Requirement:
This exercise calls for every line of the data below with the string "body" in it.

_____

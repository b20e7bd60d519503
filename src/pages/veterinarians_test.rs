use super::*;
use crate::error::DashboardError;
use crate::models::ProfilePicture;
use crate::test_support::{MockBackend, client};
use serde_json::json;

fn form() -> VeterinarianForm {
    VeterinarianForm {
        name: " Dr. Tan ".into(),
        email: "tan@petpaw.my".into(),
        phone_number: "012-3456789".into(),
        specialization: "Surgery".into(),
        profile_picture: None,
    }
}

fn backend() -> MockBackend {
    let backend = MockBackend::new();
    backend.on("GET", "/veterinarians", 200, json!([{"id": 5, "name": "Dr. Tan"}, {"id": 6, "name": "Dr. Lim"}]));
    backend
}

#[tokio::test]
async fn reload_lists_roster() {
    let backend = backend();
    let url = backend.start().await;
    let mut page = VeterinariansPage::new(client(&url));

    page.reload().await.unwrap();

    let names: Vec<_> = page.veterinarians().iter().filter_map(|v| v.name.as_deref()).collect();
    assert_eq!(names, ["Dr. Tan", "Dr. Lim"]);
}

#[tokio::test]
async fn create_sends_trimmed_multipart_and_reloads() {
    let backend = backend();
    backend.on("POST", "/veterinarians", 200, json!({"id": 7, "name": "Dr. Tan"}));
    let url = backend.start().await;
    let mut page = VeterinariansPage::new(client(&url));

    let mut with_picture = form();
    with_picture.profile_picture =
        Some(ProfilePicture { file_name: "tan.png".into(), mime: "image/png".into(), bytes: vec![1, 2, 3] });
    let created = page.create(&with_picture).await.unwrap();

    assert_eq!(created.id, 7);
    let call = &backend.calls_to("POST", "/veterinarians")[0];
    assert!(call.content_type.starts_with("multipart/form-data"));
    assert!(call.body.contains("name=\"name\""));
    assert!(call.body.contains("Dr. Tan") && !call.body.contains(" Dr. Tan "));
    assert!(call.body.contains("filename=\"tan.png\""));
    assert_eq!(page.veterinarians().len(), 2);
}

#[tokio::test]
async fn blank_required_field_is_rejected_locally() {
    let backend = backend();
    let url = backend.start().await;
    let mut page = VeterinariansPage::new(client(&url));

    let mut missing = form();
    missing.specialization = "   ".into();
    let err = page.create(&missing).await.unwrap_err();

    assert!(matches!(err, DashboardError::Validation(ref m) if m == "Specialization is required"));
    assert!(backend.calls_to("POST", "/veterinarians").is_empty());
}

#[tokio::test]
async fn update_and_delete_target_the_vet() {
    let backend = backend();
    backend
        .on("PUT", "/veterinarians/5", 200, json!({"id": 5, "name": "Dr. Tan"}))
        .on_raw("DELETE", "/veterinarians/6", 204, "");
    let url = backend.start().await;
    let mut page = VeterinariansPage::new(client(&url));

    page.update(5, &form()).await.unwrap();
    page.delete(6).await.unwrap();

    assert_eq!(backend.calls_to("PUT", "/veterinarians/5").len(), 1);
    assert_eq!(backend.calls_to("DELETE", "/veterinarians/6").len(), 1);
    assert_eq!(backend.calls_to("GET", "/veterinarians").len(), 2);
}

_____

Task output:
    assert!(call.body.contains("name=\"name\""));
    assert!(call.body.contains("Dr. Tan") && !call.body.contains(" Dr. Tan "));
    assert!(call.body.contains("filename=\"tan.png\""));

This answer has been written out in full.